Изменить размер шрифта - +

     В  одном  российском  городке  видел  я  на  воскреснике  выразительную
картину: современное,  стеклобетонное здание  института,  перед ним в модных
штанах,  в  красивых плащиках, с  навойлоченными  прическами, разукрашенные,
распомаженные девицы  мели  землю.  Как они ее, бедную,  мели! Каждая девица
старалась держать  метлу как можно брезгливей, манерней, то под мышкой, то в
одной  ручке, обтянутой замшевой перчаткою, то уж и вовсе как-то  неприлично
-- студентки изображали отстраненность  от  труда  и от земли,  им  казалось
постыдным, если подумают, что родители их и они сами только что вот покинули
село...
     В превосходной книге  Михаила  Домогацких "Джамбо,  Африка!" я  вычитал
страницы  о том, как в  многочисленном африканском  народе масаев происходит
то, что книжно именуется урбанизацией. Побывав в городе, поотиравшись там на
должности боя, рассыльного, паче того  -- на  службе,  иные  масаи  начинают
пренебрежительно  относиться к  своему  народу, не хотят  с ним  общаться  и
узнавать родных. Так ведь масаи-то лишь недавно из колониализма вышли, ведут
племенной, полудикий образ жизни. Зачем  же будущим-то учителям,  выросшим в
трудовых семьях, учившимся в трудовых школах, на трудовые копейки народа, не
чурающегося  ни  земляного,   ни   тягостного  ратного  дела,   уподобляться
полудикому племени?..
     Впрочем, что корить девушек с филфака -- они молоды, и им еще доведется
устыдиться своей  жеманности.  Но  вот  в  Быковке  гостил  у меня  довольно
известный писатель, что в книгах своих  и в  застолье не устает  распинаться
"за народ". Так вот этот самый  "народник" не стал пить из одного  стакана с
Паруней, погребовал, а я, хорошо его знающий, точно ведаю: Паруня чище его и
душой, и телом, м помыслами -- и оттого запретил ему бывать в моей избушке.
     Со  временем Паруня перешла со  свинофермы  на колхозный телятник,  где
работать ей было легче, есть у нее и своя изба -- крайняя в деревеньке, есть
коза, курицы, кошка и кривой на  один глаз кобелишка Тузик, который таскался
за хозяйкой по пятам и нещадно трепал за уши моего дураковатого пса Спирьку,
-- только он и был под силу Тузику.
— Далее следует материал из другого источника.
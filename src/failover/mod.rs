//! Failover of sharding items abandoned by crashed instances.
//!
//! Abandoned items are queued as `leader/failover/items/{item}` nodes. Any live
//! instance may claim one: deleting the queue node is the claim, so when two
//! instances race for the same item exactly one delete succeeds and the loser
//! moves on to the next entry. The winner records itself in
//! `sharding/{item}/failover` until the item completes, which also tells the
//! item's regular owner to leave it alone.

use std::collections::HashSet;
use std::sync::Arc;

use crate::config_service::ConfigService;
use crate::error::Result;
use crate::execution::ExecutionService;
use crate::instance::InstanceService;
use crate::runtime::JobRuntime;
use crate::sharding::ShardingService;
use crate::storage::path::{FAILOVER_ITEMS_ROOT, SHARDING_NODE};
use crate::storage::{JobNodePath, JobNodeStorage};

#[derive(Debug, Clone)]
pub struct FailoverService {
    storage: JobNodeStorage,
    runtime: Arc<JobRuntime>,
    configs: Arc<ConfigService>,
    execution: Arc<ExecutionService>,
    sharding: Arc<ShardingService>,
    instances: Arc<InstanceService>,
}

impl FailoverService {
    pub fn new(
        storage: JobNodeStorage,
        runtime: Arc<JobRuntime>,
        configs: Arc<ConfigService>,
        execution: Arc<ExecutionService>,
        sharding: Arc<ShardingService>,
        instances: Arc<InstanceService>,
    ) -> Self {
        Self {
            storage,
            runtime,
            configs,
            execution,
            sharding,
            instances,
        }
    }

    /// Queue `item` for failover. Re-queuing an already queued item is a no-op.
    pub async fn enqueue(&self, item: u32) -> Result<bool> {
        let created = self
            .storage
            .create_job_node_if_needed(&JobNodePath::failover_item_node(item))
            .await?;
        if created {
            tracing::info!(job = %self.storage.job_name(), item, "Item queued for failover");
        }
        Ok(created)
    }

    /// Queued items in registry listing order.
    pub async fn queued_items(&self) -> Result<Vec<u32>> {
        Ok(self
            .storage
            .get_job_node_children_keys(FAILOVER_ITEMS_ROOT)
            .await?
            .iter()
            .filter_map(|key| key.parse().ok())
            .collect())
    }

    /// Claim the first queued item that is safe to run here.
    ///
    /// Nothing is claimed while this job is executing locally, and items still
    /// marked running by a live instance are skipped. Never blocks.
    pub async fn dequeue(&self) -> Result<Option<u32>> {
        if self.runtime.is_running() || self.runtime.is_shutdown() {
            return Ok(None);
        }
        let queued = self.queued_items().await?;
        if queued.is_empty() {
            return Ok(None);
        }
        let live = self.live_instance_ids().await?;
        for item in queued {
            if let Some(owner) = self.execution.running_owner(item).await? {
                if live.contains(&owner) {
                    continue;
                }
            }
            if self
                .storage
                .remove_job_node_if_existed(&JobNodePath::failover_item_node(item))
                .await?
            {
                return Ok(Some(item));
            }
        }
        Ok(None)
    }

    /// Claim one queued item for this instance if failover is enabled, and
    /// ask the execution loop to run it.
    pub async fn failover_if_necessary(&self) -> Result<Option<u32>> {
        if !self.configs.load(true).await?.failover {
            return Ok(None);
        }
        let Some(item) = self.dequeue().await? else {
            return Ok(None);
        };
        self.storage
            .replace_job_node(&JobNodePath::failover_node(item), self.runtime.instance_id())
            .await?;
        tracing::info!(
            job = %self.storage.job_name(),
            item,
            instance_id = %self.runtime.instance_id(),
            "Took over failover item"
        );
        self.runtime.request_trigger();
        Ok(Some(item))
    }

    pub async fn update_failover_complete(&self, items: &[u32]) -> Result<()> {
        for item in items {
            self.storage
                .remove_job_node_if_existed(&JobNodePath::failover_node(*item))
                .await?;
        }
        Ok(())
    }

    /// Items that `instance_id` took over through failover.
    pub async fn get_failover_items(&self, instance_id: &str) -> Result<Vec<u32>> {
        let mut result = Vec::new();
        for item in self.sharding.existing_items().await? {
            if self
                .storage
                .get_job_node_data(&JobNodePath::failover_node(item))
                .await?
                .as_deref()
                == Some(instance_id)
            {
                result.push(item);
            }
        }
        Ok(result)
    }

    pub async fn get_local_failover_items(&self) -> Result<Vec<u32>> {
        if self.runtime.is_shutdown() {
            return Ok(Vec::new());
        }
        self.get_failover_items(self.runtime.instance_id()).await
    }

    /// Local sharding items currently being run by someone else via failover.
    pub async fn get_local_taken_over_items(&self) -> Result<Vec<u32>> {
        let mut result = Vec::new();
        for item in self.sharding.get_local_sharding_items().await? {
            if self
                .storage
                .is_job_node_existed(&JobNodePath::failover_node(item))
                .await?
            {
                result.push(item);
            }
        }
        Ok(result)
    }

    /// Queue every item whose running marker belongs to an instance missing
    /// from `live`. Returns the items found orphaned.
    pub async fn enqueue_orphans(&self, live: &HashSet<String>) -> Result<Vec<u32>> {
        let mut orphaned = Vec::new();
        for (item, owner) in self.execution.get_running_items().await? {
            if !live.contains(&owner) {
                self.reclaim(item, &owner).await?;
                orphaned.push(item);
            }
        }
        self.clear_dead_takeovers(live).await?;
        Ok(orphaned)
    }

    /// Queue the items `instance_id` was running when it disappeared.
    pub async fn enqueue_crashed_instance(&self, instance_id: &str) -> Result<Vec<u32>> {
        let mut orphaned = Vec::new();
        for (item, owner) in self.execution.get_running_items().await? {
            if owner == instance_id {
                self.reclaim(item, &owner).await?;
                orphaned.push(item);
            }
        }
        let live = self.live_instance_ids().await?;
        self.clear_dead_takeovers(&live).await?;
        if !orphaned.is_empty() {
            tracing::warn!(
                job = %self.storage.job_name(),
                instance_id,
                items = ?orphaned,
                "Instance crashed with running items"
            );
        }
        Ok(orphaned)
    }

    /// Disable failover: drop the queue and every takeover record.
    pub async fn remove_failover_info(&self) -> Result<()> {
        self.storage
            .remove_job_node_if_existed(FAILOVER_ITEMS_ROOT)
            .await?;
        for item in self.sharding.existing_items().await? {
            self.storage
                .remove_job_node_if_existed(&JobNodePath::failover_node(item))
                .await?;
        }
        Ok(())
    }

    /// Queue `item` (when failover is on) and drop the dead owner's marker.
    async fn reclaim(&self, item: u32, owner: &str) -> Result<()> {
        if self.configs.load(true).await?.failover {
            self.enqueue(item).await?;
        }
        if self.execution.running_owner(item).await?.as_deref() == Some(owner) {
            self.storage
                .remove_job_node_if_existed(&JobNodePath::running_node(item))
                .await?;
        }
        Ok(())
    }

    /// Takeover records of dead instances would keep the regular owner away
    /// from an item forever.
    async fn clear_dead_takeovers(&self, live: &HashSet<String>) -> Result<()> {
        for key in self.storage.get_job_node_children_keys(SHARDING_NODE).await? {
            let Ok(item) = key.parse::<u32>() else {
                continue;
            };
            let node = JobNodePath::failover_node(item);
            if let Some(owner) = self.storage.get_job_node_data(&node).await? {
                if !live.contains(&owner) {
                    self.storage.remove_job_node_if_existed(&node).await?;
                }
            }
        }
        Ok(())
    }

    async fn live_instance_ids(&self) -> Result<HashSet<String>> {
        Ok(self
            .instances
            .get_live_instance_ids()
            .await?
            .into_iter()
            .collect())
    }
}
По интеллигентской воспитанности Спирька
не вступал в драку, лишь грозно рычал.
     Стоимость всего хозяйства Паруни где-то в пределах трехсот или  пятисот
рублей. В диалектике я не силен, политэкономию постичь  до глубин  так и  не
сумел. Когда учился на Высших литературных курсах, Ишутину Михаилу Ивановичу
-- преподавателю  политэкономии  --  говорил  на  экзамене  одно  и  то  же:
"Политэкономию знаю  на  двойку, а надо  тройку, чтоб получать стипендию  --
семья у меня". И преподаватель, добрая душа. за честное признание ставил мне
четверку. Но  даже при таком слабом  знании политэкономии я вот что маракую:
Паруня с детства  трудится,  производит материальные ценности: мясо, молоко,
дрова, сено, древесину, и мне хочется знать -- куда это все девается?
     Однажды я пережил  самое настоящее социальное потрясение. Еще утром был
в Быковке,  а вечером по срочному вызову -- в Москве, в гостинице "Украина",
устроился жить и пошел в  ресторан поужинать.